「自由妨害」の罪って何?~公職選挙法違反の捜査

1 おはようございます。

  この週末は,お気に入りの岩盤浴で,ゆっくりと過ごし,リフレッシュ!!

  もう少しで,GWですね。
  何をしようかと企みつつ,もう一頑張りです。

  さて,本日の話題です。
   
2 公職選挙法違反の捜査

  春の統一地方選が終わりました。

  選挙は,その当落が関係者の命運を綺麗に分けてしまうものなので,候補者,後援者ともに一生懸命にならざるを得ないものです。
  そのため,勢い公職選挙法違反となってしまい,罪に問われてしまうこともあります。

  ところで,一般に,捜査機関は,投開票までは公職選挙法違反の摘発には動きません。

  捜査機関の活動により選挙の当落に影響を及ぼすことは避けなければならないというスタンスがあるからで,その公平性・中立性を担保しているわけです。

しかし,ごく例外的に,投開票までに摘発される事例があります。

それは,選挙の当落に影響を及ぼさないもので,よくあるのは「自由妨害」の罪というものです。

3 「自由妨害」の罪って何?

 報道によれば,25日,奈良県警捜査2課は,奈良県生駒市の近鉄生駒駅の改札前の道路で,生駒市長選挙の応援演説中の男性に対し,怒鳴り付けるなどしたとして,公職選挙法違反の罪(自由妨害)の容疑で,男性を現行犯人逮捕したという。

 「自由妨害」ってあまり聞きなれない言葉だと思います。

 他人に暴行を加えれば暴行罪,他人を脅迫すれば脅迫罪,ポスターを破れば器物損壊罪に問われ,最も重いもので,暴行罪,脅迫罪であれば2年以下の懲役,器物損壊罪であれば3年以下の懲役に処せられます。

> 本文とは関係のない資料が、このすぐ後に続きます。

//! Low-level access to the radiko HTTP API
//!
//! [`RadikoApi`] owns the HTTP client and the session (area id, auth token)
//! and turns `(method, path, query)` triples into response bodies. Bodies
//! are read completely before a call returns, so no connection outlives it.

pub mod auth;

use crate::error::{Error, Result};
use reqwest::header::HeaderMap;
use reqwest::{Client, Method, RequestBuilder};
use std::time::Duration;
use tokio_util::sync::CancellationToken;
use tracing::{debug, warn};
use url::Url;

/// Default radiko base URL
pub const DEFAULT_BASE_URL: &str = "https://radiko.jp";

/// Path prefix of the v2 API
pub const API_V2: &str = "v2";

/// Path prefix of the v3 API
pub const API_V3: &str = "v3";

/// Header carrying the session token
pub const AUTH_TOKEN_HEADER: &str = "X-Radiko-AuthToken";

/// Default area (Tokyo)
pub const DEFAULT_AREA_ID: &str = "JP13";

/// Build a path under a versioned `api/` prefix, e.g. `v2/api/program/now`
pub fn api_path(version: &str, path: &str) -> String {
    format!("{}/api/{}", version, path.trim_start_matches('/'))
}

/// Low-level API client for radiko
#[derive(Debug, Clone)]
pub struct RadikoApi {
    client: Client,
    base_url: String,
    timeout: Duration,
    area_id: String,
    auth_token: Option<String>,
    cancel: CancellationToken,
}

impl RadikoApi {
    pub fn new(
        client: Client,
        base_url: impl Into<String>,
        timeout: Duration,
        area_id: impl Into<String>,
    ) -> Self {
        Self {
            client,
            base_url: base_url.into(),
            timeout,
            area_id: area_id.into(),
            auth_token: None,
            cancel: CancellationToken::new(),
        }
    }

    pub fn base_url(&self) -> &str {
        &self.base_url
    }

    pub fn area_id(&self) -> &str {
        &self.area_id
    }

    pub fn set_area_id(&mut self, area_id: impl Into<String>) {
        self.area_id = area_id.into();
    }

    /// Session token, if authorized
    pub fn auth_token(&self) -> Option<&str> {
        self.auth_token.as_deref()
    }

    pub fn set_auth_token(&mut self, token: impl Into<String>) {
        self.auth_token = Some(token.into());
    }

    pub fn clear_auth_token(&mut self) {
        self.auth_token = None;
    }

    pub fn cancellation_token(&self) -> &CancellationToken {
        &self.cancel
    }

    /// Bind requests to a caller-supplied cancellation token
    pub fn set_cancellation_token(&mut self, token: CancellationToken) {
        self.cancel = token;
    }

    /// Absolute URL for an API path
    pub fn url(&self, path: &str) -> Result<Url> {
        Ok(Url::parse(&format!(
            "{}/{}",
            self.base_url.trim_end_matches('/'),
            path.trim_start_matches('/')
        ))?)
    }

    /// Execute a request and return its body
    pub async fn execute(
        &self,
        method: Method,
        path: &str,
        query: &[(&str, &str)],
    ) -> Result<String> {
        let request = self.request(method, path, query)?;
        let (_, body) = self.exchange(request).await?;
        Ok(body)
    }

    /// Execute a request carrying the session token header
    ///
    /// Fails with [`Error::Unauthorized`] without sending anything when the
    /// client holds no token.
    pub async fn execute_authenticated(
        &self,
        method: Method,
        path: &str,
        query: &[(&str, &str)],
    ) -> Result<String> {
        let token = self.auth_token.as_deref().ok_or_else(|| {
            Error::Unauthorized("no auth token, authorize the client first".to_string())
        })?;

        let request = self
            .request(method, path, query)?
            .header(AUTH_TOKEN_HEADER, token);
        let (_, body) = self.exchange(request).await?;
        Ok(body)
    }

    pub(crate) fn request(
        &self,
        method: Method,
        path: &str,
        query: &[(&str, &str)],
    ) -> Result<RequestBuilder> {
        let url = self.url(path)?;
        debug!("{} {} with {} params", method, url, query.len());

        Ok(self
            .client
            .request(method, url)
            .query(query)
            .timeout(self.timeout))
    }

    /// Send a request and read the whole response
    ///
    /// Both the send and the body read race the cancellation token; a
    /// cancelled exchange drops the in-flight future.
    pub(crate) async fn exchange(&self, request: RequestBuilder) -> Result<(HeaderMap, String)> {
        let response = tokio::select! {
            biased;
            _ = self.cancel.cancelled() => return Err(Error::Cancelled),
            response = request.send() => response?,
        };

        let status = response.status();
        let headers = response.headers().clone();
        debug!("Response status: {}", status);

        let body = tokio::select! {
            biased;
            _ = self.cancel.cancelled() => return Err(Error::Cancelled),
            body = response.text() => body?,
        };

        if !status.is_success() {
            warn!("API error ({}): {}", status.as_u16(), body);
            return Err(Error::from_status_code(status.as_u16(), body));
        }

        Ok((headers, body))
    }
}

 ところが,それらが選挙に関することを動機として行われた場合には,最も重いもので,4年以下の懲役に処せられます。

 これを「自由妨害」の罪といいます。

 普通より重く処罰されるのは,選挙運動が自由な言論を戦わせて行われるもので,その自由を害する形で,暴行,脅迫,器物損壊などが行われることは,普通の場合よりも処罰の必要性が高いという考えからです。

4 選挙の公正さの重要性

 それぞれの視点は全然違いますが,捜査機関が投開票まで摘発に乗り出さないのも,暴行,脅迫,器物損害などが重く罰せられるのも,公正で開かれた自由な言論を戦わられるようにするためのもので,選挙の自由を確保し,その公正さを確保するためのものなわけです。

 少し強引な結び方かな・・・(苦笑)。